Name: Dan Cappleman
School Name: St. Pius X High School
City, State: Albuquerque, NM
Subjects Taught: American Government and Economics; AP U.S. Government and Politics
Grade Taught: 12th Grade
No. of Years Teaching: 21 years
Honors: St. Pius X High School Teacher of the Year 2002; nominated for Golden Apple 2007
As a twelfth grade educator who works with college-bound seniors at a Catholic high school in Albuquerque, Dan Cappleman says he loves teaching. “It has been a privilege and a blessing to teach at a school where I can also practice and model my faith,” he says. “Teaching is actually my second career.”
A Proverbial Philosophy
Cappleman says his teaching philosophy could be summed up with one proverb: The teacher opens the door; we enter by ourselves.
“I share this saying with my students on day one,” Cappleman says. “I tell them I pledge to always do my part – to provide the tools and leadership. But students know they must take responsibility to develop the self-discipline and self-direction that is vital to success in college and beyond.”
Cappleman says a typical day in his classroom asks students to take notes, read, quiz their knowledge through essays and tests – in addition to discussion of current events – plus hands-on and experiential learning through problem solving simulations, moot court, student congress and mock trials.
“Demonstrate to students that you love what you are doing, that your presence is no accident, that you care about them as people and want them to grow and succeed,” Cappleman adds.
Teachers and Technology
A teacher with 21 years of experience as an educator, Cappleman says his greatest challenges have to do with technology and its influence on today’s students.
“Technology and social media are distracting students from the importance of the principles in the founding documents,” Cappleman says. “Too much misinformation is present on social media. Society as a whole – not just students – spends an ever-increasing amount of their day absorbed in the ‘social’ aspect of social media. This distracts us from subjects of vital, lasting importance, including the constitutional principles of the founding documents.”
“My favorite quote from Chief Justice John Marshall is, ‘The peculiar circumstances of the moment may render a measure more or less wise, but cannot render it more or less constitutional,’” he says.
However, Cappleman believes there are benefits to technology as well as detriments. “Technology enhances the teacher’s ability to expose students to resources such as primary source documents and activities,” he says. “These are positives to student learning and engagement.”
An Educator’s Best Advice
Cappleman believes technology will also influence future trends for teachers. “Technology will continue to accelerate and it will impact all teaching increasingly, for better or for worse,” he says. “But the challenge will remain the same.”

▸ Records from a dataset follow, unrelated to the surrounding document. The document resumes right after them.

//! Command-line arguments for ace-install

use ace_installer::{InstallError, InstallOptions, ProxySetting};
use clap::{ArgAction, Parser};
use std::path::PathBuf;

/// Command-line arguments for ace-install
#[derive(Parser, Debug, Clone)]
#[command(name = "ace-install")]
#[command(version, about = "Download the Ace editor and install it into a web directory")]
pub struct Cli {
    /// Installation directory [default: Resources/public]
    pub path: Option<String>,

    /// Ace release tag to install, or "latest"
    #[arg(long, value_name = "VERSION")]
    pub tag: Option<String>,

    /// What to do with an existing installation: drop, keep or skip
    #[arg(long, value_name = "POLICY")]
    pub clear: Option<String>,

    /// Archive path not to extract (repeatable)
    #[arg(long = "exclude", value_name = "PATH")]
    pub excludes: Vec<String>,

    /// TOML file with default options; command-line values take precedence
    #[arg(long, value_name = "FILE")]
    pub config: Option<PathBuf>,

    /// Download URL template containing {version}
    #[arg(long, value_name = "URL")]
    pub archive_url: Option<String>,

    /// Ignore https_proxy / http_proxy
    #[arg(long)]
    pub no_proxy: bool,

    /// Non-interactive mode for CI/server environments
    ///
    /// Never prompts. An existing installation is dropped unless --clear
    /// says otherwise.
    #[arg(long)]
    pub no_interaction: bool,

    /// Increase log verbosity (-v info, -vv debug)
    #[arg(short, long, action = ArgAction::Count)]
    pub verbose: u8,
}

impl Cli {
    /// Parse command-line arguments
    pub fn parse_args() -> Self {
        Self::parse()
    }

    /// Build installation options, filling gaps from `--config`.
    pub fn options(&self) -> Result<InstallOptions, InstallError> {
        let mut options = InstallOptions {
            path: self.path.clone(),
            version: self.tag.clone(),
            clear: self.clear.clone(),
            excludes: self.excludes.clone(),
            archive_url: self.archive_url.clone(),
            ..Default::default()
        };

        if self.no_proxy {
            options = options.with_proxy(ProxySetting::Disabled);
        }

        match &self.config {
            Some(path) => Ok(options.merge(InstallOptions::from_toml_file(path)?)),
            None => Ok(options),
        }
    }
}
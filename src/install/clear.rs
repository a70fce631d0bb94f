//! Handling of a prior installation in the target directory.

use crate::install::tree::{remove_tree, Removal};
use crate::install::{ClearDecision, ClearPolicy, InstallError, InstallEvent, InstallRequest};
use tracing::{debug, info};

/// States of the clear phase.
///
/// `Unchecked` and `DecisionPending` are transient; [`run`] always returns
/// one of the terminal states.
#[derive(Debug, Clone, Copy, PartialEq, Eq)]
pub enum ClearState {
    /// The marker has not been looked at yet.
    Unchecked,
    /// No installation found; nothing to clear.
    NotInstalled,
    /// An installation exists and no policy was given.
    DecisionPending,
    /// The prior installation was removed.
    Dropping,
    /// The prior installation stays and will be overwritten.
    Kept,
    /// The caller chose not to install.
    Skipped,
}

impl ClearState {
    /// Whether installation continues after this state.
    pub fn proceeds(&self) -> bool {
        !matches!(self, Self::Skipped)
    }

    fn step(self, request: &InstallRequest) -> Result<Self, InstallError> {
        match self {
            Self::Unchecked if !request.is_installed() => Ok(Self::NotInstalled),
            Self::Unchecked => match request.clear_policy {
                Some(policy) => Self::apply(policy, request),
                None => Ok(Self::DecisionPending),
            },
            Self::DecisionPending => {
                let policy = match &request.notifier {
                    Some(notifier) => {
                        let decision = ClearDecision::new(request.target_path.clone());
                        let policy = notifier.request_decision(&decision);
                        debug!(%policy, "clear policy decided by notifier");
                        policy
                    }
                    None => {
                        debug!("no notifier to ask, skipping existing installation");
                        ClearPolicy::Skip
                    }
                };
                Self::apply(policy, request)
            }
            terminal => Ok(terminal),
        }
    }

    fn apply(policy: ClearPolicy, request: &InstallRequest) -> Result<Self, InstallError> {
        match policy {
            ClearPolicy::Drop => {
                info!(target = %request.target_path.display(), "dropping existing installation");
                remove_tree("clear", &request.target_path, Removal::ContentsOnly)?;
                if let Some(notifier) = &request.notifier {
                    notifier.emit(InstallEvent::ClearComplete);
                }
                Ok(Self::Dropping)
            }
            ClearPolicy::Keep => Ok(Self::Kept),
            ClearPolicy::Skip => Ok(Self::Skipped),
        }
    }

    fn is_terminal(&self) -> bool {
        !matches!(self, Self::Unchecked | Self::DecisionPending)
    }
}

/// Detect a prior installation and apply the clear policy to it.
pub(crate) fn run(request: &InstallRequest) -> Result<ClearState, InstallError> {
    let mut state = ClearState::Unchecked;
    while !state.is_terminal() {
        state = state.step(request)?;
    }
    debug!(?state, "clear phase finished");
    Ok(state)
}
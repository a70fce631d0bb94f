//! Type definitions for installation requests.
//!
//! This module defines the resolved request record shared by every
//! installation phase, the clear policy applied to a prior installation,
//! and the proxy configuration read from the environment.

use crate::install::Notifier;
use serde::{Deserialize, Serialize};
use std::collections::BTreeSet;
use std::fmt;
use std::path::PathBuf;
use std::sync::Arc;
use std::time::Duration;

/// The Ace release installed when no version is requested.
pub const VERSION_LATEST: &str = "1.3.3";

/// Default archive location; `{version}` is replaced with the release tag.
pub const DEFAULT_ARCHIVE_URL: &str =
    "https://github.com/ajaxorg/ace-builds/archive/v{version}.zip";

/// Placeholder substituted in archive URL templates.
pub const VERSION_PLACEHOLDER: &str = "{version}";

/// Directory (relative to the target) receiving the minified assets.
pub const INSTALL_DIR: &str = "acemin";

/// File whose presence marks an existing installation.
pub const MARKER_FILE: &str = "acemin/ace.js";

/// Default connect timeout for the archive download.
pub const DEFAULT_CONNECT_TIMEOUT: Duration = Duration::from_secs(30);

/// How to handle an installation already present in the target directory.
///
/// Parsing is case-insensitive and accepts the machine-readable keys
/// `drop`, `keep` and `skip`.
///
/// # Example
///
/// ```rust
/// use ace_installer::ClearPolicy;
/// use std::str::FromStr;
///
/// assert_eq!(ClearPolicy::from_str("Drop").unwrap(), ClearPolicy::Drop);
/// assert_eq!(ClearPolicy::Keep.to_string(), "keep");
/// ```
#[derive(
    Debug,
    Clone,
    Copy,
    PartialEq,
    Eq,
    Hash,
    Serialize,
    Deserialize,
    strum::Display,
    strum::EnumString,
    strum::EnumIter,
    strum::IntoStaticStr,
)]
#[serde(rename_all = "lowercase")]
#[strum(serialize_all = "lowercase", ascii_case_insensitive)]
pub enum ClearPolicy {
    /// Remove the existing installation, then install.
    Drop,
    /// Install over the existing files.
    Keep,
    /// Leave the existing installation untouched and stop.
    Skip,
}

impl ClearPolicy {
    /// Human-readable label for selection prompts.
    pub fn label(&self) -> &'static str {
        match self {
            Self::Drop => "Drop the directory & reinstall ACE",
            Self::Keep => "Keep the directory & reinstall ACE by overriding files",
            Self::Skip => "Skip installation",
        }
    }

    /// Every policy, in prompt order.
    pub fn all() -> impl Iterator<Item = Self> {
        <Self as strum::IntoEnumIterator>::iter()
    }
}

/// HTTP proxy settings taken from the process environment.
///
/// `https_proxy` wins over `http_proxy`. The "request full URI" flag is read
/// from the variable pair matching the same prefix preference.
#[derive(Debug, Clone, PartialEq, Eq)]
pub struct ProxyConfig {
    /// Proxy URL, e.g. `http://proxy.local:3128`.
    pub url: String,
    /// Whether the proxy expects absolute-form request URIs.
    pub request_fulluri: bool,
}

impl ProxyConfig {
    /// Read the proxy configuration from the environment.
    ///
    /// Returns `None` when neither `https_proxy` nor `http_proxy` is set to a
    /// non-empty value.
    pub fn from_env() -> Option<Self> {
        Self::from_lookup(|key| std::env::var(key).ok())
    }

    /// Same as [`ProxyConfig::from_env`] with an injectable variable source.
    ///
    /// # Example
    ///
    /// ```rust
    /// use ace_installer::ProxyConfig;
    ///
    /// let proxy = ProxyConfig::from_lookup(|key| match key {
    ///     "http_proxy" => Some("http://proxy:8080".to_string()),
    ///     "http_proxy_request_fulluri" => Some("1".to_string()),
    ///     _ => None,
    /// })
    /// .unwrap();
    /// assert_eq!(proxy.url, "http://proxy:8080");
    /// assert!(proxy.request_fulluri);
    /// ```
    pub fn from_lookup<F>(lookup: F) -> Option<Self>
    where
        F: Fn(&str) -> Option<String>,
    {
        let non_empty = |key: &str| lookup(key).filter(|value| !value.trim().is_empty());

        let url = non_empty("https_proxy").or_else(|| non_empty("http_proxy"))?;
        let request_fulluri = non_empty("https_proxy_request_fulluri")
            .filter(|value| is_truthy(value))
            .or_else(|| non_empty("http_proxy_request_fulluri"))
            .map(|value| is_truthy(&value))
            .unwrap_or(false);

        Some(Self {
            url,
            request_fulluri,
        })
    }
}

fn is_truthy(value: &str) -> bool {
    !matches!(
        value.trim().to_ascii_lowercase().as_str(),
        "" | "0" | "false" | "no" | "off"
    )
}

/// A validated installation request.
///
/// Built by [`InstallOptions::resolve`](crate::InstallOptions::resolve) and
/// shared read-only by every phase of a single [`install`](fn@crate::install)
/// call.
#[derive(Clone)]
pub struct InstallRequest {
    /// Absolute installation directory, without trailing separators.
    pub target_path: PathBuf,
    /// Release tag to install.
    pub version: String,
    /// Disposition toward a prior installation; `None` means undecided.
    pub clear_policy: Option<ClearPolicy>,
    /// Archive-relative paths that are not written during extraction.
    pub exclude_paths: BTreeSet<String>,
    /// Receiver of progress events and the clear decision.
    pub notifier: Option<Arc<dyn Notifier>>,
    /// Archive URL template containing `{version}`.
    pub archive_url: String,
    /// Proxy used for the download, if any.
    pub proxy: Option<ProxyConfig>,
    /// Connect timeout for the download.
    pub connect_timeout: Duration,
}

impl InstallRequest {
    /// The archive URL with the version substituted.
    pub fn archive_url(&self) -> String {
        self.archive_url.replace(VERSION_PLACEHOLDER, &self.version)
    }

    /// Path of the installation marker file.
    pub fn marker_path(&self) -> PathBuf {
        self.target_path.join(MARKER_FILE)
    }

    /// Directory receiving the minified assets.
    pub fn install_dir(&self) -> PathBuf {
        self.target_path.join(INSTALL_DIR)
    }

    /// Whether the marker file is present.
    pub fn is_installed(&self) -> bool {
        self.marker_path().is_file()
    }
}

impl fmt::Debug for InstallRequest {
    fn fmt(&self, f: &mut fmt::Formatter<'_>) -> fmt::Result {
        f.debug_struct("InstallRequest")
            .field("target_path", &self.target_path)
            .field("version", &self.version)
            .field("clear_policy", &self.clear_policy)
            .field("exclude_paths", &self.exclude_paths)
            .field("notifier", &self.notifier.is_some())
            .field("archive_url", &self.archive_url)
            .field("proxy", &self.proxy)
            .field("connect_timeout", &self.connect_timeout)
            .finish()
    }
}

#[cfg(test)]
mod tests {
    use super::*;
    use std::path::Path;
    use std::str::FromStr;

    fn request(target: &Path) -> InstallRequest {
        InstallRequest {
            target_path: target.to_path_buf(),
            version: "1.4.0".to_string(),
            clear_policy: None,
            exclude_paths: BTreeSet::new(),
            notifier: None,
            archive_url: DEFAULT_ARCHIVE_URL.to_string(),
            proxy: None,
            connect_timeout: DEFAULT_CONNECT_TIMEOUT,
        }
    }

    #[test]
    fn test_clear_policy_parse() {
        assert_eq!(ClearPolicy::from_str("drop").unwrap(), ClearPolicy::Drop);
        assert_eq!(ClearPolicy::from_str("KEEP").unwrap(), ClearPolicy::Keep);
        assert_eq!(ClearPolicy::from_str("skip").unwrap(), ClearPolicy::Skip);
        assert!(ClearPolicy::from_str("purge").is_err());
    }

    #[test]
    fn test_clear_policy_order_and_labels() {
        let all: Vec<_> = ClearPolicy::all().collect();
        assert_eq!(all, vec![ClearPolicy::Drop, ClearPolicy::Keep, ClearPolicy::Skip]);
        assert_eq!(ClearPolicy::Skip.label(), "Skip installation");
        let key: &'static str = ClearPolicy::Drop.into();
        assert_eq!(key, "drop");
    }

    #[test]
    fn test_clear_policy_serde() {
        let json = serde_json::to_string(&ClearPolicy::Keep).unwrap();
        assert_eq!(json, "\"keep\"");
        let parsed: ClearPolicy = serde_json::from_str("\"skip\"").unwrap();
        assert_eq!(parsed, ClearPolicy::Skip);
    }

    #[test]
    fn test_proxy_prefers_https() {
        let proxy = ProxyConfig::from_lookup(|key| match key {
            "https_proxy" => Some("http://secure:3128".to_string()),
            "http_proxy" => Some("http://plain:3128".to_string()),
            _ => None,
        })
        .unwrap();
        assert_eq!(proxy.url, "http://secure:3128");
        assert!(!proxy.request_fulluri);
    }

    #[test]
    fn test_proxy_fulluri_fallback() {
        let proxy = ProxyConfig::from_lookup(|key| match key {
            "https_proxy" => Some("http://secure:3128".to_string()),
            "https_proxy_request_fulluri" => Some("0".to_string()),
            "http_proxy_request_fulluri" => Some("true".to_string()),
            _ => None,
        })
        .unwrap();
        assert!(proxy.request_fulluri);
    }

    #[test]
    fn test_proxy_absent() {
        assert!(ProxyConfig::from_lookup(|_| None).is_none());
        assert!(ProxyConfig::from_lookup(|_| Some("  ".to_string())).is_none());
    }

    #[test]
    fn test_request_paths() {
        let req = request(Path::new("/srv/public"));
        assert_eq!(
            req.archive_url(),
            "https://github.com/ajaxorg/ace-builds/archive/v1.4.0.zip"
        );
        assert_eq!(req.marker_path(), PathBuf::from("/srv/public/acemin/ace.js"));
        assert_eq!(req.install_dir(), PathBuf::from("/srv/public/acemin"));
    }

    #[test]
    fn test_is_installed() {
        let dir = tempfile::tempdir().unwrap();
        let req = request(dir.path());
        assert!(!req.is_installed());

        std::fs::create_dir_all(dir.path().join("acemin")).unwrap();
        std::fs::write(dir.path().join("acemin/ace.js"), "ace").unwrap();
        assert!(req.is_installed());
    }
}
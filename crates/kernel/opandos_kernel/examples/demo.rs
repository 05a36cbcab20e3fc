//! Boots the nucleus on the simulated machine and walks two processes
//! through a semaphore hand-off and a terminal write.
//!
//! Run with `LOG=trace cargo run --example demo` to watch the nucleus
//! narrate every decision.

use core::time::Duration;

use opandos_kernel::{Nucleus, device_sem_addr};
use opandos_machine::{Control, Machine as _, MemAddr};
use opandos_sim::SimMachine;
use opandos_types::{ProcessorState, Status, SyscallCode, reg};

const ENTRY: MemAddr = MemAddr::new(0x2000_8000);
const CHILD_STATE: MemAddr = MemAddr::new(0x2002_0000);
const SEM: MemAddr = MemAddr::new(0x2002_1000);

fn syscall(
    m: &mut SimMachine,
    nuc: &mut Nucleus,
    running: &ProcessorState,
    code: SyscallCode,
    args: [u32; 3],
) -> Control {
    let mut state = *running;
    state.regs[reg::A0] = code as u32;
    state.regs[reg::A1] = args[0];
    state.regs[reg::A2] = args[1];
    state.regs[reg::A3] = args[2];
    m.deliver_syscall(&state);
    nuc.handle_trap(m)
}

fn loaded(control: Control) -> ProcessorState {
    match control {
        Control::LoadState(state) => state,
        other => panic!("expected a dispatch, got {other:?}"),
    }
}

fn main() {
    opandos_sim::init_logger();

    let mut m = SimMachine::new();
    let mut nuc = Nucleus::new();
    let parent = loaded(nuc.boot(&mut m, ENTRY));
    println!("booted; first process entered at {:#x}", parent.pc);

    // stage a child and spawn it
    let mut child_state = ProcessorState::zeroed();
    child_state.set_entry_point(0x2000_9000);
    child_state.set_sp(0x2003_0000);
    child_state.status =
        (Status::INT_ENABLE_PREVIOUS | Status::PLT_ENABLE | Status::INT_MASK_ALL).bits();
    m.write_state(CHILD_STATE, &child_state);
    let parent = loaded(syscall(
        &mut m,
        &mut nuc,
        &parent,
        SyscallCode::CreateProcess,
        [CHILD_STATE.addr(), 0, 0],
    ));
    println!("created a child; {} processes live", nuc.process_count());

    // parent consumes, child produces
    m.write_word(SEM, 0);
    m.advance(Duration::from_micros(250));
    let child = loaded(syscall(
        &mut m,
        &mut nuc,
        &parent,
        SyscallCode::Passeren,
        [SEM.addr(), 0, 0],
    ));
    println!("parent blocked on the semaphore; child dispatched");
    let child = loaded(syscall(
        &mut m,
        &mut nuc,
        &child,
        SyscallCode::Verhogen,
        [SEM.addr(), 0, 0],
    ));
    println!("child signalled; parent is ready again");

    // child writes to terminal 0 and blocks until the transmitter is done
    let control = syscall(&mut m, &mut nuc, &child, SyscallCode::WaitForIo, [7, 0, 0]);
    let parent = loaded(control);
    println!(
        "child awaits terminal 0; semaphore {} = {}",
        device_sem_addr(40),
        m.read_word(device_sem_addr(40)) as i32
    );

    m.advance(Duration::from_micros(900));
    m.raise_device(7, 0, 5, true);
    m.deliver_interrupt(&parent, 7);
    let resumed = loaded(nuc.handle_trap(&mut m));
    println!("transmitter done; interrupted process resumes at {:#x}", resumed.pc);

    // the root's termination takes the whole tree with it
    let control = syscall(&mut m, &mut nuc, &resumed, SyscallCode::TerminateProcess, [0, 0, 0]);
    assert_eq!(control, Control::Halt);
    println!("all processes gone; machine halts");
}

Now that Cappleman has spent more than two decades of his time teaching, what advice would he offer to a teacher about to embark on their own teaching career today?
“Always be honest with students and walk the talk,” Cappleman says. “As I promote the need for good citizens to be informed and vote, I share my voting record so students know I really believe what I’m telling them.”
Be clear in your expectations, Cappleman advises. “Follow through, and students will respond positively,” he adds. “Show students you love the Republic. They will feel that and want to love it, too.”